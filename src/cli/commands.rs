//! Command implementations for the cropwatch CLI
//!
//! This module contains command execution, upstream wiring, progress
//! reporting and result rendering for the CLI interface.

use crate::cache::ZoneCache;
use crate::cli::args::{Args, ClassifyArgs, Commands, OutputFormat, StandardsAction, UpdateArgs};
use crate::config::MonitorConfig;
use crate::constants::ALL_ATTRIBUTES;
use crate::error::CropwatchError;
use crate::models::{Attribute, ClassifiedRecord, Outcome, OutcomeTally, StandardProfile};
use crate::pipeline::{AttributeAverages, BatchSummary, PipelineRun, ProfileStatus, ZoneMonitor};
use crate::registry::{JsonFileStandardStore, StandardRegistry, StandardStore};
use anyhow::{Context, Result};
use colored::*;
use indicatif::{HumanDuration, ProgressBar, ProgressStyle};
use serde_json::json;
use std::sync::Arc;
use std::time::Instant;
use tracing::{debug, info, warn};

/// Main command runner
pub async fn run(args: Args) -> Result<()> {
    setup_logging(&args)?;

    info!("Starting cropwatch");
    debug!("Command line arguments: {:?}", args);

    args.validate()?;
    let config = load_configuration(&args)?;

    match &args.command {
        Commands::Classify(classify) => run_classify(&args, classify, &config).await,
        Commands::Averages(_) => run_averages(&args, &config).await,
        Commands::Standards { action } => run_standards(&args, action, &config).await,
    }
}

/// Set up structured logging based on CLI arguments
fn setup_logging(args: &Args) -> Result<()> {
    use tracing_subscriber::{EnvFilter, fmt, layer::SubscriberExt, util::SubscriberInitExt};

    let log_level = args.get_log_level();

    let filter = EnvFilter::try_from_default_env()
        .unwrap_or_else(|_| EnvFilter::new(format!("cropwatch={}", log_level)));

    if args.quiet {
        tracing_subscriber::registry()
            .with(filter)
            .with(
                fmt::layer()
                    .with_target(false)
                    .with_level(true)
                    .with_writer(std::io::stderr)
                    .compact(),
            )
            .try_init()
            .context("Failed to initialize logging")?;
    } else {
        tracing_subscriber::registry()
            .with(filter)
            .with(
                fmt::layer()
                    .with_target(false)
                    .with_level(true)
                    .with_timer(fmt::time::uptime())
                    .with_writer(std::io::stderr),
            )
            .try_init()
            .context("Failed to initialize logging")?;
    }

    debug!("Logging initialized at level: {}", log_level);
    Ok(())
}

/// Load configuration using layered approach (file -> env -> args)
fn load_configuration(args: &Args) -> Result<MonitorConfig> {
    match &args.config_file {
        Some(path) => info!("Using config file: {}", path.display()),
        None => debug!("No config file given, trying default location"),
    }

    let mut config = MonitorConfig::load_layered(args.config_file.as_deref())?;
    args.apply_to(&mut config);
    config.validate()?;

    debug!("Effective configuration: {:?}", config);
    Ok(config)
}

/// Build the zone cache from the configured upstream
async fn open_cache(config: &MonitorConfig) -> Result<ZoneCache> {
    if let Some(dir) = &config.data_dir {
        return Ok(ZoneCache::load_dir(dir).await);
    }

    #[cfg(feature = "http")]
    if let Some(base_url) = &config.base_url {
        let client = reqwest::Client::new();
        return Ok(ZoneCache::fetch_all(&client, base_url).await);
    }

    Err(no_upstream_error().into())
}

/// Build the standard store from the configured upstream
fn open_store(config: &MonitorConfig) -> Result<Arc<dyn StandardStore>> {
    if let Some(dir) = &config.data_dir {
        return Ok(Arc::new(JsonFileStandardStore::new(dir)));
    }

    #[cfg(feature = "http")]
    if let Some(base_url) = &config.base_url {
        return Ok(Arc::new(crate::registry::HttpStandardStore::new(
            reqwest::Client::new(),
            base_url.clone(),
        )));
    }

    Err(no_upstream_error().into())
}

fn no_upstream_error() -> CropwatchError {
    if cfg!(feature = "http") {
        CropwatchError::configuration("no upstream configured: set --data-dir or --base-url")
    } else {
        CropwatchError::configuration("no upstream configured: set --data-dir")
    }
}

async fn load_registry(config: &MonitorConfig) -> Result<StandardRegistry> {
    let mut registry = StandardRegistry::new(open_store(config)?);
    registry
        .fetch_active()
        .await
        .context("Failed to fetch standard profiles")?;
    Ok(registry)
}

async fn run_classify(args: &Args, classify: &ClassifyArgs, config: &MonitorConfig) -> Result<()> {
    let start_time = Instant::now();

    let (cache, registry) = tokio::join!(open_cache(config), load_registry(config));
    let cache = cache?;
    let mut registry = registry?;
    if classify.use_defaults {
        registry.show_defaults().await?;
    }

    let monitor = ZoneMonitor::from_config(config)?;
    let PipelineRun {
        selection,
        filter_stats,
        averages,
        profile,
        status,
        batch,
    } = monitor.run(&cache, &registry)?;

    let progress_bar = if args.show_progress() && filter_stats.retained > 0 {
        let pb = ProgressBar::new(filter_stats.retained as u64);
        pb.set_style(
            ProgressStyle::default_bar()
                .template(
                    "{spinner:.green} [{elapsed_precise}] [{bar:40.cyan/blue}] {pos}/{len} {msg}",
                )
                .context("Invalid progress bar template")?
                .progress_chars("#>-"),
        );
        pb.set_message(format!("Classifying {} {}", selection.zone, selection.period));
        Some(pb)
    } else {
        None
    };

    let mut classified: Vec<ClassifiedRecord> = Vec::new();
    let summary = batch
        .for_each_chunk(|chunk| {
            if let Some(pb) = &progress_bar {
                pb.inc(chunk.classified.len() as u64);
                pb.set_message(format!("chunk {}", chunk.index + 1));
            }
            if classify.records {
                classified.extend(chunk.classified.iter().cloned());
            }
        })
        .await;

    if let Some(pb) = &progress_bar {
        pb.finish_with_message("Classification complete");
    }

    if summary.superseded {
        warn!("Run {} was superseded before completion", summary.generation);
    }

    match args.format {
        OutputFormat::Json => {
            let report = json!({
                "selection": selection,
                "filter": {
                    "total": filter_stats.total,
                    "retained": filter_stats.retained,
                    "wrong_year": filter_stats.wrong_year,
                    "outside_window": filter_stats.outside_window,
                    "sentinel": filter_stats.sentinel,
                    "unparseable_date": filter_stats.unparseable_date,
                },
                "averages": averages_json(&averages),
                "profile_status": status,
                "profile": profile,
                "summary": summary,
                "percentages": percentages_json(&summary.tally),
                "records": classify.records.then_some(&classified),
            });
            println!("{}", serde_json::to_string_pretty(&report)?);
        }
        OutputFormat::Text => {
            println!(
                "\n{} {} {} {}",
                "Zone".bright_green().bold(),
                selection.zone.to_string().bright_cyan(),
                selection.period.describe(),
                selection.year
            );
            println!("Attributes: {}", selection.attributes);
            println!("Records: {}", filter_stats.summary());
            print_averages(&averages);
            match (&status, &profile) {
                (ProfileStatus::Resolved, Some(profile)) => print_profile(profile),
                _ => println!(
                    "{}",
                    format!("No standard profile for {}", selection.period).yellow()
                ),
            }
            print_summary(&summary);
            if classify.records {
                for record in &classified {
                    println!(
                        "  {:>8}  {}  {:<13} {}",
                        record.record.id,
                        record.record.date,
                        record.outcome,
                        record.marker_color()
                    );
                }
            }
            println!(
                "Finished in {}",
                HumanDuration(start_time.elapsed()).to_string().bright_black()
            );
        }
    }

    Ok(())
}

async fn run_averages(args: &Args, config: &MonitorConfig) -> Result<()> {
    let cache = open_cache(config).await?;
    let monitor = ZoneMonitor::from_config(config)?;
    let averages = monitor.averages(&cache)?;
    let selection = monitor.selection();

    match args.format {
        OutputFormat::Json => {
            let report = json!({
                "zone": selection.zone,
                "period": selection.period,
                "year": selection.year,
                "averages": averages_json(&averages),
            });
            println!("{}", serde_json::to_string_pretty(&report)?);
        }
        OutputFormat::Text => {
            println!(
                "{} {} {}",
                selection.zone.to_string().bright_cyan(),
                selection.period.describe(),
                selection.year
            );
            print_averages(&averages);
        }
    }
    Ok(())
}

async fn run_standards(
    args: &Args,
    action: &StandardsAction,
    config: &MonitorConfig,
) -> Result<()> {
    let mut registry = load_registry(config).await?;

    match action {
        StandardsAction::Show { defaults } => {
            if *defaults {
                registry.show_defaults().await?;
            }
            render_profiles(args.format, registry.profiles())?;
        }
        StandardsAction::Update(update) => {
            let mut profile = registry
                .resolve(update.period)
                .cloned()
                .with_context(|| format!("No standard profile for {}", update.period))?;
            apply_thresholds(&mut profile, update);
            let updated = registry.update(&profile).await?;
            render_profiles(args.format, std::slice::from_ref(&updated))?;
        }
        StandardsAction::Reset => match registry.reset_all_to_default().await {
            Ok(count) => match args.format {
                OutputFormat::Json => println!("{}", json!({ "reset": count })),
                OutputFormat::Text => println!(
                    "{}",
                    format!("Standard has been reset to default values ({count} profiles)")
                        .green()
                ),
            },
            Err(CropwatchError::PartialReset {
                applied,
                total,
                source,
            }) => {
                anyhow::bail!(
                    "Reset to default stopped after {applied} of {total} profiles: {source}"
                );
            }
            Err(e) => return Err(e.into()),
        },
    }
    Ok(())
}

fn apply_thresholds(profile: &mut StandardProfile, update: &UpdateArgs) {
    let changes = [
        (Attribute::Ndvi, update.ndvi),
        (Attribute::Ndwi, update.ndwi),
        (Attribute::Gli, update.gli),
        (Attribute::Precipitation, update.precipitation),
        (Attribute::SoilMoisture, update.soil_moisture),
    ];
    for (attribute, value) in changes {
        if let Some(value) = value {
            profile.set_threshold(attribute, value);
        }
    }
}

fn averages_json(averages: &AttributeAverages) -> serde_json::Value {
    averages
        .attributes()
        .map(|attr| (attr.wire_name().to_string(), json!(averages.get(attr))))
        .collect::<serde_json::Map<_, _>>()
        .into()
}

fn percentages_json(tally: &OutcomeTally) -> serde_json::Value {
    json!({
        "exceeds": tally.percentage(Outcome::Exceeds),
        "below": tally.percentage(Outcome::Below),
        "matches": tally.percentage(Outcome::Matches),
    })
}

fn print_averages(averages: &AttributeAverages) {
    println!("{}", "Averages:".bright_white().bold());
    for attr in averages.attributes() {
        let value = averages
            .get(attr)
            .map(|v| format!("{v:.4}"))
            .unwrap_or_else(|| "undefined".to_string());
        println!("   {:<14} {}", attr.label(), value);
    }
}

fn print_profile(profile: &StandardProfile) {
    println!(
        "{} {} (id {})",
        "Standard:".bright_white().bold(),
        profile.standard_zone,
        profile.id
    );
    for attr in ALL_ATTRIBUTES {
        println!("   {:<14} {}", attr.label(), profile.threshold(attr));
    }
}

fn print_summary(summary: &BatchSummary) {
    let tally = &summary.tally;
    let pct = |outcome| {
        tally
            .percentage(outcome)
            .map(|p| format!("{p:.2}%"))
            .unwrap_or_else(|| "undefined".to_string())
    };

    println!("{}", "Classification:".bright_white().bold());
    println!(
        "   {:<14} {:>8}  {}",
        "Exceeds".green(),
        tally.exceeds,
        pct(Outcome::Exceeds)
    );
    println!(
        "   {:<14} {:>8}  {}",
        "Below".red(),
        tally.below,
        pct(Outcome::Below)
    );
    println!(
        "   {:<14} {:>8}  {}",
        "Matches".yellow(),
        tally.matches,
        pct(Outcome::Matches)
    );
    println!(
        "   {:<14} {:>8}",
        "Indeterminate".bright_black(),
        tally.indeterminate()
    );
    println!(
        "   {} records in {} chunks",
        tally.total, summary.chunks_delivered
    );
}

fn render_profiles(format: OutputFormat, profiles: &[StandardProfile]) -> Result<()> {
    match format {
        OutputFormat::Json => println!("{}", serde_json::to_string_pretty(profiles)?),
        OutputFormat::Text => {
            if profiles.is_empty() {
                println!("{}", "No standard profiles".yellow());
            }
            for profile in profiles {
                print_profile(profile);
            }
        }
    }
    Ok(())
}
——————
== What you have to do ==
Whenever a line of the listing above holds the word "None", copy that line.

== Exercise solution ==
        None => debug!("No config file given, trying default location"),
        None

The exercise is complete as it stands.